BEGIN DATASET EXCERPTS

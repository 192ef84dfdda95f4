use std::collections::BTreeMap;
use std::fs;
use std::io::Write;
use std::path::{Path, PathBuf};
use std::process::{Command, Stdio};

use anyhow::{Context, Result};
use serde::{Deserialize, Serialize};
use tracing::{debug, info};

use crate::error::PipelineError;
use crate::model::{FormRecord, PropertyRow};
use crate::util::write_json_pretty;

/// Named widgets of the product card form.
#[derive(Copy, Clone, Debug, Eq, PartialEq)]
pub enum FormSlot {
    CardNo,
    ArticleIndex,
    ClientArticle,
    ArticleName,
    ArticleStructure,
    StructureThickness,
    StructureDescription,
    ChemicalComposition,
    PrintLayer,
    PrintDirection,
    PrintSymmetry,
    ColourCount,
    Lacquer,
    WindingCode,
    ReelDiameter,
    InnerCore,
    CoreWidth,
    CoreExtension,
    PreparedBy,
}

impl FormSlot {
    pub fn widget_name(self) -> &'static str {
        match self {
            Self::CardNo => "Card no",
            Self::ArticleIndex => "Article index",
            Self::ClientArticle => "Client article",
            Self::ArticleName => "Article name",
            Self::ArticleStructure => "Article structure",
            Self::StructureThickness => "Structure thickness",
            Self::StructureDescription => "Structure description",
            Self::ChemicalComposition => "Chemical composition",
            Self::PrintLayer => "Print layer",
            Self::PrintDirection => "Print direction",
            Self::PrintSymmetry => "Print symmetry",
            Self::ColourCount => "Number of colours",
            Self::Lacquer => "Lacquer",
            Self::WindingCode => "Winding code",
            Self::ReelDiameter => "Reel diameter",
            Self::InnerCore => "Inner core",
            Self::CoreWidth => "Core width",
            Self::CoreExtension => "Core extension",
            Self::PreparedBy => "Prepared by",
        }
    }
}

/// Capabilities the form application exposes to the pipeline.
pub trait FormSink {
    /// Clears the form before a new card is entered.
    fn new_card(&mut self) -> Result<(), PipelineError>;

    fn fill_field(&mut self, name: &str, value: &str) -> Result<(), PipelineError>;

    /// Updates the property row with the same display name, or appends one.
    fn upsert_property(&mut self, row: &PropertyRow) -> Result<(), PipelineError>;

    /// Produces the output document and returns its path.
    fn regenerate(&mut self, output_stem: &str) -> Result<PathBuf, PipelineError>;
}

impl<T: FormSink + ?Sized> FormSink for &mut T {
    fn new_card(&mut self) -> Result<(), PipelineError> {
        (**self).new_card()
    }

    fn fill_field(&mut self, name: &str, value: &str) -> Result<(), PipelineError> {
        (**self).fill_field(name, value)
    }

    fn upsert_property(&mut self, row: &PropertyRow) -> Result<(), PipelineError> {
        (**self).upsert_property(row)
    }

    fn regenerate(&mut self, output_stem: &str) -> Result<PathBuf, PipelineError> {
        (**self).regenerate(output_stem)
    }
}

/// Writes every present value of the card into its form slot. Returns the
/// number of writes issued.
pub fn fill_form(sink: &mut dyn FormSink, form: &FormRecord) -> Result<usize, PipelineError> {
    let layer = form.print.layer.map(|value| value.as_str()).unwrap_or_default();
    let direction = form
        .print
        .direction
        .map(|value| value.as_str())
        .unwrap_or_default();
    let symmetry = form
        .print
        .symmetry
        .map(|value| value.as_str())
        .unwrap_or_default();

    let fields = [
        (FormSlot::CardNo, form.article.card_no.as_str()),
        (FormSlot::ArticleIndex, form.article.index.as_str()),
        (FormSlot::ClientArticle, form.article.client_index.as_str()),
        (FormSlot::ArticleName, form.article.description.as_str()),
        (FormSlot::ArticleStructure, form.article.structure.as_str()),
        (
            FormSlot::StructureThickness,
            form.article.structure_thickness.as_str(),
        ),
        (
            FormSlot::StructureDescription,
            form.article.structure_description.as_str(),
        ),
        (
            FormSlot::ChemicalComposition,
            form.article.chemical_composition.as_str(),
        ),
        (FormSlot::PrintLayer, layer),
        (FormSlot::PrintDirection, direction),
        (FormSlot::PrintSymmetry, symmetry),
        (FormSlot::ColourCount, form.print.colour_count.as_str()),
        (FormSlot::Lacquer, form.print.lacquer.as_str()),
        (FormSlot::WindingCode, form.packing.winding_code.as_str()),
        (FormSlot::ReelDiameter, form.packing.external_diameter.as_str()),
        (FormSlot::InnerCore, form.packing.inner_core.as_str()),
        (FormSlot::CoreWidth, form.packing.core_width.as_str()),
        (FormSlot::CoreExtension, form.packing.core_extension.as_str()),
        (FormSlot::PreparedBy, form.signatures.prepared_by.as_str()),
    ];

    let mut writes = 0usize;
    for (slot, value) in fields {
        if value.is_empty() {
            continue;
        }
        sink.fill_field(slot.widget_name(), value)?;
        writes += 1;
    }

    for row in &form.properties {
        sink.upsert_property(row)?;
        writes += 1;
    }

    Ok(writes)
}

#[derive(Debug, Clone, Default, PartialEq, Eq, Serialize, Deserialize)]
pub struct FormPropertyRow {
    pub name: String,
    #[serde(default)]
    pub method: String,
    #[serde(default)]
    pub value: String,
    #[serde(default)]
    pub minus: String,
    #[serde(default)]
    pub plus: String,
    #[serde(default)]
    pub unit: String,
}

/// Saved state of the form application: widget values plus the property table.
#[derive(Debug, Clone, Default, PartialEq, Eq, Serialize, Deserialize)]
pub struct FormState {
    #[serde(default)]
    pub fields: BTreeMap<String, String>,
    #[serde(default)]
    pub properties: Vec<FormPropertyRow>,
}

impl FormState {
    pub fn load(path: &Path) -> Result<Self> {
        let raw = fs::read(path).with_context(|| format!("failed to read {}", path.display()))?;
        serde_json::from_slice(&raw).with_context(|| format!("failed to parse {}", path.display()))
    }

    fn upsert_property(&mut self, row: &PropertyRow) {
        if let Some(existing) = self
            .properties
            .iter_mut()
            .find(|existing| existing.name == row.name)
        {
            existing.value = row.value.clone();
            if !row.minus.is_empty() {
                existing.minus = row.minus.clone();
            }
            if !row.plus.is_empty() {
                existing.plus = row.plus.clone();
            }
            if existing.unit.is_empty() {
                existing.unit = row.unit.clone();
            }
            if existing.method.is_empty() {
                existing.method = row.method.clone();
            }
            return;
        }

        self.properties.push(FormPropertyRow {
            name: row.name.clone(),
            method: row.method.clone(),
            value: row.value.clone(),
            minus: row.minus.clone(),
            plus: row.plus.clone(),
            unit: row.unit.clone(),
        });
    }
}

const CONFIRMATION_ANSWERS: usize = 3;

/// Drives the form application through its state file and an external
/// regenerate command.
///
/// The command is split on whitespace before the `{form}` and `{output}`
/// placeholders are substituted, so paths with spaces stay single arguments.
#[derive(Debug)]
pub struct FormStateSink {
    state_path: PathBuf,
    output_dir: PathBuf,
    template: FormState,
    state: FormState,
    regenerate_command: Option<String>,
}

impl FormStateSink {
    pub fn open(
        state_path: &Path,
        template_path: Option<&Path>,
        output_dir: &Path,
        regenerate_command: Option<String>,
    ) -> Result<Self> {
        let template = match template_path {
            Some(path) => FormState::load(path)?,
            None => FormState::default(),
        };

        Ok(Self {
            state_path: state_path.to_path_buf(),
            output_dir: output_dir.to_path_buf(),
            state: template.clone(),
            template,
            regenerate_command,
        })
    }

    fn run_regenerate_command(
        &self,
        template: &str,
        output_path: &Path,
    ) -> Result<(), PipelineError> {
        let args = template
            .split_whitespace()
            .map(|arg| {
                arg.replace("{form}", &self.state_path.display().to_string())
                    .replace("{output}", &output_path.display().to_string())
            })
            .collect::<Vec<String>>();
        let Some((program, rest)) = args.split_first() else {
            return Err(PipelineError::FormInteraction(
                "regenerate command is empty".to_string(),
            ));
        };

        // A document left by an earlier run must not count as this card's output.
        if output_path.exists() {
            fs::remove_file(output_path).map_err(|err| {
                PipelineError::FormInteraction(format!(
                    "failed to remove stale {}: {err}",
                    output_path.display()
                ))
            })?;
        }

        let mut child = Command::new(program)
            .args(rest)
            .stdin(Stdio::piped())
            .stdout(Stdio::piped())
            .stderr(Stdio::piped())
            .spawn()
            .map_err(|err| {
                PipelineError::FormInteraction(format!("failed to start {program}: {err}"))
            })?;

        // Answer confirmation prompts; the program may exit without reading them.
        if let Some(mut stdin) = child.stdin.take() {
            for _ in 0..CONFIRMATION_ANSWERS {
                if stdin.write_all(b"y\n").is_err() {
                    break;
                }
            }
        }

        let output = child.wait_with_output().map_err(|err| {
            PipelineError::FormInteraction(format!("failed to wait for {program}: {err}"))
        })?;

        if !output.status.success() {
            let stderr = String::from_utf8_lossy(&output.stderr);
            return Err(PipelineError::FormInteraction(format!(
                "{program} returned non-zero exit status: {}",
                stderr.trim()
            )));
        }

        if !output_path.exists() {
            return Err(PipelineError::FormInteraction(format!(
                "{program} did not produce {}",
                output_path.display()
            )));
        }

        Ok(())
    }
}

impl FormSink for FormStateSink {
    fn new_card(&mut self) -> Result<(), PipelineError> {
        self.state = self.template.clone();
        Ok(())
    }

    fn fill_field(&mut self, name: &str, value: &str) -> Result<(), PipelineError> {
        if name.trim().is_empty() {
            return Err(PipelineError::FormInteraction(
                "form field name is empty".to_string(),
            ));
        }
        self.state.fields.insert(name.to_string(), value.to_string());
        Ok(())
    }

    fn upsert_property(&mut self, row: &PropertyRow) -> Result<(), PipelineError> {
        self.state.upsert_property(row);
        Ok(())
    }

    fn regenerate(&mut self, output_stem: &str) -> Result<PathBuf, PipelineError> {
        write_json_pretty(&self.state_path, &self.state)
            .map_err(|err| PipelineError::FormInteraction(format!("{err:#}")))?;
        debug!(path = %self.state_path.display(), "saved form state");

        let Some(template) = self.regenerate_command.clone() else {
            return Ok(self.state_path.clone());
        };

        let output_path = self.output_dir.join(format!("{output_stem}.pdf"));
        self.run_regenerate_command(&template, &output_path)?;
        info!(path = %output_path.display(), "regenerated card document");

        Ok(output_path)
    }
}
use std::io::{self, Write};

use anyhow::{Context, Result, bail};

use crate::cli::ShowArgs;
use crate::commands::default_db_path;
use crate::model::FormRecord;
use crate::pipeline::CardStore;

pub fn run(args: ShowArgs) -> Result<()> {
    let db_path = args
        .db_path
        .clone()
        .unwrap_or_else(|| default_db_path(&args.output_dir));
    if !db_path.exists() {
        bail!("card store not found: {}", db_path.display());
    }

    let store = CardStore::open(&db_path)?;
    let card = store
        .load_card(&args.card_no)?
        .with_context(|| format!("card {} not found in {}", args.card_no, db_path.display()))?;

    if args.json {
        write_json_card(&card)
    } else {
        write_text_card(&card)
    }
}

fn write_json_card(card: &FormRecord) -> Result<()> {
    let mut output = io::BufWriter::new(io::stdout().lock());
    serde_json::to_writer_pretty(&mut output, card).context("failed to serialize card json")?;
    writeln!(output)?;
    output.flush()?;
    Ok(())
}

fn write_text_card(card: &FormRecord) -> Result<()> {
    let mut output = io::BufWriter::new(io::stdout().lock());
    let article = &card.article;

    writeln!(output, "Card: {} ({})", article.card_no, article.issue_date)?;
    writeln!(output, "Article: {} / client {}", article.index, article.client_index)?;
    writeln!(output, "Description: {}", article.description)?;
    writeln!(
        output,
        "Structure: {} [{}] {}",
        article.structure, article.structure_thickness, article.structure_description
    )?;
    writeln!(output, "Composition: {}", article.chemical_composition)?;

    writeln!(output, "Properties: {}", card.properties.len())?;
    for row in &card.properties {
        writeln!(
            output,
            "  {} ({}): {} -{} +{} {}",
            row.name, row.method, row.value, row.minus, row.plus, row.unit
        )?;
    }

    let print = &card.print;
    writeln!(
        output,
        "Print: {} | layer={} direction={} symmetry={} colours={} lacquer={}",
        print.print_type,
        print.layer.map(|value| value.as_str()).unwrap_or("-"),
        print.direction.map(|value| value.as_str()).unwrap_or("-"),
        print.symmetry.map(|value| value.as_str()).unwrap_or("-"),
        print.colour_count,
        print.lacquer,
    )?;

    let packing = &card.packing;
    writeln!(
        output,
        "Packing: winding={} diameter={} core={} width={} extension={}",
        packing.winding_code,
        packing.external_diameter,
        packing.inner_core,
        packing.core_width,
        packing.core_extension,
    )?;
    writeln!(
        output,
        "Prepared by: {} on {}",
        card.signatures.prepared_by, card.signatures.prepared_on
    )?;

    output.flush()?;
    Ok(())
}
use anyhow::{Result, bail};
use tracing::info;

use crate::cli::ImportArgs;
use crate::commands::{default_db_path, run_batch};
use crate::pipeline::{CardStore, StoreSink};

pub fn run(args: ImportArgs) -> Result<()> {
    let db_path = args
        .db_path
        .clone()
        .unwrap_or_else(|| default_db_path(&args.pipeline.output_dir));

    let store = CardStore::open(&db_path)?;
    let mut sink = StoreSink::new(store);

    let report = run_batch(&args.pipeline, &mut sink)?;
    info!(
        path = %db_path.display(),
        cards_total = sink.store().count_cards()?,
        imported = report.outputs.len(),
        "card store updated"
    );

    if report.summary.success == 0 && report.summary.failed > 0 {
        bail!("no card could be imported ({} failed)", report.summary.failed);
    }

    Ok(())
}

END DATASET EXCERPTS

[PROBLEM REQUIREMENTS] Using the data above, copy each line that contains "success".

[ANSWER TO THE PROBLEM]
        if !output.status.success() {
    if report.summary.success == 0 && report.summary.failed > 0 {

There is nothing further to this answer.